[Saved data entries]
☆ ☆ ☆ ☆ ☆ ☆ ☆

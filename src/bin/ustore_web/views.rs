//! Minimal HTML pages for the form-driven UI.
//!
//! Every action page posts its form to its own URL and shows the JSON
//! answer underneath.

use super::*;

const STYLE: &str = r#"
  body { font-family: sans-serif; margin: 2em; }
  nav a { margin-right: 1em; }
  label { display: block; margin-top: 0.6em; }
  pre { background: #f4f4f4; padding: 0.6em; }
"#;

const SUBMIT_SCRIPT: &str = r#"
  document.querySelectorAll('form[data-json]').forEach(function (form) {
    form.addEventListener('submit', function (ev) {
      ev.preventDefault();
      fetch(form.action, { method: 'POST', body: new URLSearchParams(new FormData(form)) })
        .then(function (r) { return r.text(); })
        .then(function (t) { document.getElementById('result').textContent = t; });
    });
  });
"#;

pub(super) fn escape_html(s: &str) -> String {
    let mut out = String::with_capacity(s.len());
    for c in s.chars() {
        match c {
            '&' => out.push_str("&amp;"),
            '<' => out.push_str("&lt;"),
            '>' => out.push_str("&gt;"),
            '"' => out.push_str("&quot;"),
            '\'' => out.push_str("&#39;"),
            c => out.push(c),
        }
    }
    out
}

fn layout(title: &str, nav: bool, body: &str) -> Html<String> {
    let nav = if nav {
        concat!(
            r#"<nav><a href="/list">list</a><a href="/get">get</a><a href="/put">put</a>"#,
            r#"<a href="/branch">branch</a><a href="/merge">merge</a><a href="/rename">rename</a>"#,
            r#"<a href="/delete">delete</a>"#,
            r#"<form method="post" action="/logout" style="display:inline"><button>logout</button></form></nav>"#,
        )
    } else {
        ""
    };
    Html(format!(
        "<!DOCTYPE html>\n<html><head><meta charset=\"utf-8\"><title>ustore - {title}</title>\
         <style>{STYLE}</style></head><body>{nav}<h1>{title}</h1>{body}\
         <pre id=\"result\"></pre><script>{SUBMIT_SCRIPT}</script></body></html>",
        title = escape_html(title),
    ))
}

fn ref_choice(name: &str, id_field: &str, label: &str) -> String {
    format!(
        "<label>{label} <select name=\"{name}\">\
         <option value=\"{b}\">branch</option><option value=\"{v}\">version</option></select>\
         <input name=\"{id_field}\"></label>",
        b = RefKind::Branch,
        v = RefKind::Version,
    )
}

fn text_input(name: &str, label: &str) -> String {
    format!("<label>{label} <input name=\"{name}\"></label>")
}

fn action_form(action: &str, fields: &[String]) -> String {
    format!(
        "<form method=\"post\" action=\"/{action}\" data-json>{}<button>{action}</button></form>",
        fields.concat()
    )
}

pub(super) fn login_page() -> Html<String> {
    let form = "<form method=\"post\" action=\"/login\">\
                <label>server address <input name=\"ip\" placeholder=\"127.0.0.1:60000\"></label>\
                <button>connect</button></form>";
    layout("login", false, form)
}

pub(super) fn list_page(address: &str, keys: &[String]) -> Html<String> {
    let mut body = format!("<p>connected to <code>{}</code></p>", escape_html(address));
    if keys.is_empty() {
        body.push_str("<p>no keys</p>");
    } else {
        body.push_str("<ul id=\"keys\">");
        for key in keys {
            body.push_str(&format!("<li><span>{}</span></li>", escape_html(key)));
        }
        body.push_str("</ul>");
    }
    body.push_str("<h2>branches</h2>");
    body.push_str(&action_form("list", &[text_input("key", "key")]));
    body.push_str("<h2>latest versions</h2>");
    body.push_str(&action_form("latest", &[text_input("key", "key")]));
    layout("list", true, &body)
}

pub(super) fn get_page() -> Html<String> {
    let fields = [text_input("key", "key"), ref_choice("opt", "bransion", "at")];
    layout("get", true, &action_form("get", &fields))
}

pub(super) fn put_page() -> Html<String> {
    let fields = [
        text_input("key", "key"),
        ref_choice("opt", "bransion", "at"),
        text_input("value", "value"),
    ];
    layout("put", true, &action_form("put", &fields))
}

pub(super) fn branch_page() -> Html<String> {
    let fields = [
        text_input("key", "key"),
        ref_choice("opt", "bransion", "from"),
        text_input("branch", "new branch"),
    ];
    layout("branch", true, &action_form("branch", &fields))
}

pub(super) fn merge_page() -> Html<String> {
    let fields = [
        text_input("key", "key"),
        text_input("value", "value"),
        ref_choice("opt1", "bransion1", "target"),
        ref_choice("opt2", "bransion2", "reference"),
    ];
    layout("merge", true, &action_form("merge", &fields))
}

pub(super) fn rename_page() -> Html<String> {
    let fields = [
        text_input("key", "key"),
        text_input("old_brc", "old branch"),
        text_input("new_brc", "new branch"),
    ];
    layout("rename", true, &action_form("rename", &fields))
}

pub(super) fn delete_page() -> Html<String> {
    let fields = [text_input("key", "key"), text_input("branch", "branch")];
    layout("delete", true, &action_form("delete", &fields))
}

#[cfg(test)]
#[path = "../../tests/bin/ustore_web/views_tests.rs"]
mod tests;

☆ ☆ ☆ ☆ ☆ ☆ ☆

▸ **Your instructions**
All of the data above should be reproduced exactly, with nothing missing.

▸ **Written answer**
filename src/bin/ustore_web/views.rs
//! Minimal HTML pages for the form-driven UI.
//!
//! Every action page posts its form to its own URL and shows the JSON
//! answer underneath.

use super::*;

const STYLE: &str = r#"
  body { font-family: sans-serif; margin: 2em; }
  nav a { margin-right: 1em; }
  label { display: block; margin-top: 0.6em; }
  pre { background: #f4f4f4; padding: 0.6em; }
"#;

const SUBMIT_SCRIPT: &str = r#"
  document.querySelectorAll('form[data-json]').forEach(function (form) {
    form.addEventListener('submit', function (ev) {
      ev.preventDefault();
      fetch(form.action, { method: 'POST', body: new URLSearchParams(new FormData(form)) })
        .then(function (r) { return r.text(); })
        .then(function (t) { document.getElementById('result').textContent = t; });
    });
  });
"#;

pub(super) fn escape_html(s: &str) -> String {
    let mut out = String::with_capacity(s.len());
    for c in s.chars() {
        match c {
            '&' => out.push_str("&amp;"),
            '<' => out.push_str("&lt;"),
            '>' => out.push_str("&gt;"),
            '"' => out.push_str("&quot;"),
            '\'' => out.push_str("&#39;"),
            c => out.push(c),
        }
    }
    out
}

fn layout(title: &str, nav: bool, body: &str) -> Html<String> {
    let nav = if nav {
        concat!(
            r#"<nav><a href="/list">list</a><a href="/get">get</a><a href="/put">put</a>"#,
            r#"<a href="/branch">branch</a><a href="/merge">merge</a><a href="/rename">rename</a>"#,
            r#"<a href="/delete">delete</a>"#,
            r#"<form method="post" action="/logout" style="display:inline"><button>logout</button></form></nav>"#,
        )
    } else {
        ""
    };
    Html(format!(
        "<!DOCTYPE html>\n<html><head><meta charset=\"utf-8\"><title>ustore - {title}</title>\
         <style>{STYLE}</style></head><body>{nav}<h1>{title}</h1>{body}\
         <pre id=\"result\"></pre><script>{SUBMIT_SCRIPT}</script></body></html>",
        title = escape_html(title),
    ))
}

fn ref_choice(name: &str, id_field: &str, label: &str) -> String {
    format!(
        "<label>{label} <select name=\"{name}\">\
         <option value=\"{b}\">branch</option><option value=\"{v}\">version</option></select>\
         <input name=\"{id_field}\"></label>",
        b = RefKind::Branch,
        v = RefKind::Version,
    )
}

fn text_input(name: &str, label: &str) -> String {
    format!("<label>{label} <input name=\"{name}\"></label>")
}

fn action_form(action: &str, fields: &[String]) -> String {
    format!(
        "<form method=\"post\" action=\"/{action}\" data-json>{}<button>{action}</button></form>",
        fields.concat()
    )
}

pub(super) fn login_page() -> Html<String> {
    let form = "<form method=\"post\" action=\"/login\">\
                <label>server address <input name=\"ip\" placeholder=\"127.0.0.1:60000\"></label>\
                <button>connect</button></form>";
    layout("login", false, form)
}

pub(super) fn list_page(address: &str, keys: &[String]) -> Html<String> {
    let mut body = format!("<p>connected to <code>{}</code></p>", escape_html(address));
    if keys.is_empty() {
        body.push_str("<p>no keys</p>");
    } else {
        body.push_str("<ul id=\"keys\">");
        for key in keys {
            body.push_str(&format!("<li><span>{}</span></li>", escape_html(key)));
        }
        body.push_str("</ul>");
    }
    body.push_str("<h2>branches</h2>");
    body.push_str(&action_form("list", &[text_input("key", "key")]));
    body.push_str("<h2>latest versions</h2>");
    body.push_str(&action_form("latest", &[text_input("key", "key")]));
    layout("list", true, &body)
}

pub(super) fn get_page() -> Html<String> {
    let fields = [text_input("key", "key"), ref_choice("opt", "bransion", "at")];
    layout("get", true, &action_form("get", &fields))
}

pub(super) fn put_page() -> Html<String> {
    let fields = [
        text_input("key", "key"),
        ref_choice("opt", "bransion", "at"),
        text_input("value", "value"),
    ];
    layout("put", true, &action_form("put", &fields))
}

pub(super) fn branch_page() -> Html<String> {
    let fields = [
        text_input("key", "key"),
        ref_choice("opt", "bransion", "from"),
        text_input("branch", "new branch"),
    ];
    layout("branch", true, &action_form("branch", &fields))
}

pub(super) fn merge_page() -> Html<String> {
    let fields = [
        text_input("key", "key"),
        text_input("value", "value"),
        ref_choice("opt1", "bransion1", "target"),
        ref_choice("opt2", "bransion2", "reference"),
    ];
    layout("merge", true, &action_form("merge", &fields))
}

pub(super) fn rename_page() -> Html<String> {
    let fields = [
        text_input("key", "key"),
        text_input("old_brc", "old branch"),
        text_input("new_brc", "new branch"),
    ];
    layout("rename", true, &action_form("rename", &fields))
}

pub(super) fn delete_page() -> Html<String> {
    let fields = [text_input("key", "key"), text_input("branch", "branch")];
    layout("delete", true, &action_form("delete", &fields))
}

#[cfg(test)]
#[path = "../../tests/bin/ustore_web/views_tests.rs"]
mod tests;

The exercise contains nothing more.